Village in Kerala, India

Kidangazhi is a location in Manjeri municipality in Malappuram district of Kerala State of south India
Thousands of people lead their life with peace and unanimity. it is a beautiful place. here situates three jumua masjids.

==Culture==
Kidangazhi village is a predominantly Muslim populated area. Hindus exist in comparatively smaller numbers. So the culture of the locality is based upon Muslim traditions. Duff Muttu, Kolkali and Aravanamuttu are common folk arts of this locality. There are many libraries attached to mosques giving a rich source of Islamic studies. Most of the books are written in Arabi-Malayalam which is a version of the Malayalam language written in Arabic script.

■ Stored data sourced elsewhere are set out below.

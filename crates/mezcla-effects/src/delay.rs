//! Single-tap delay effect.
//!
//! One tap into a persistent input ring per channel:
//!
//! ```text
//! y[n] = x[n] + wet_level * feedback * x[n - round(delay_time * rate)]
//! ```
//!
//! `delay_time` is in seconds and is converted with the engine rate, never
//! a hard-coded one. The ring holds up to [`MAX_DELAY_SECS`] of history.

use libm::roundf;
use mezcla_core::{BlockEffect, DelayRing, ModParams};

/// Maximum delay time in seconds; sizes the rings at construction.
pub const MAX_DELAY_SECS: f32 = 2.0;

/// Single-tap delay.
///
/// ## Parameters
///
/// | Name | Range | Default |
/// |------|-------|---------|
/// | `delay_time` | 0.0–2.0 s | 0.3 |
/// | `feedback` | 0.0–1.0 | 0.4 |
/// | `wet_level` | 0.0–1.0 | 0.5 |
pub struct Delay {
    params: ModParams,
    sample_rate: f32,
    ring_l: DelayRing,
    ring_r: DelayRing,
}

impl Delay {
    /// Create a delay at the given engine rate with default parameters.
    pub fn new(sample_rate: u32) -> Self {
        let capacity = (MAX_DELAY_SECS * sample_rate as f32) as usize + 1;
        Self {
            params: ModParams::new(&[
                ("delay_time", 0.3),
                ("feedback", 0.4),
                ("wet_level", 0.5),
            ]),
            sample_rate: sample_rate as f32,
            ring_l: DelayRing::new(capacity),
            ring_r: DelayRing::new(capacity),
        }
    }

    #[inline]
    fn process_channel(ring: &mut DelayRing, block: &mut [f32], tap: usize, level: f32) {
        for sample in block.iter_mut() {
            let x = *sample;
            ring.write(x);
            *sample = x + level * ring.tap(tap);
        }
    }
}

impl BlockEffect for Delay {
    fn name(&self) -> &'static str {
        "delay"
    }

    fn process_block(&mut self, left: &mut [f32], right: &mut [f32]) {
        let time = self.params.value("delay_time").clamp(0.0, MAX_DELAY_SECS);
        let feedback = self.params.value("feedback").clamp(0.0, 1.0);
        let wet = self.params.value("wet_level").clamp(0.0, 1.0);

        let tap = (roundf(time * self.sample_rate) as usize).min(self.ring_l.capacity() - 1);
        let level = wet * feedback;

        Self::process_channel(&mut self.ring_l, left, tap, level);
        Self::process_channel(&mut self.ring_r, right, tap, level);

        self.params.advance(left.len() as u64);
    }

    fn reset(&mut self) {
        self.ring_l.clear();
        self.ring_r.clear();
    }

    fn params_mut(&mut self) -> Option<&mut ModParams> {
        Some(&mut self.params)
    }
}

People gather in mosques for the evening prayer and continue to sit there after the prayers discussing social and cultural issues. Business and family issues are also sorted out during these evening meetings. The Hindu minority of this area keeps their rich traditions by celebrating various festivals in their temples. Hindu rituals are done here with a regular devotion like other parts of Kerala.

==Transportation==
Kidangazhi village connects to other parts of India through Manjeri town. National highway No.66 passes through Parappanangadi and the northern stretch connects to Goa and Mumbai. The southern stretch connects to Cochin and Trivandrum. National Highway No.966 connects to Palakkad and Coimbatore. The nearest airport is at Kozhikode. The nearest major railway station is at Tirur.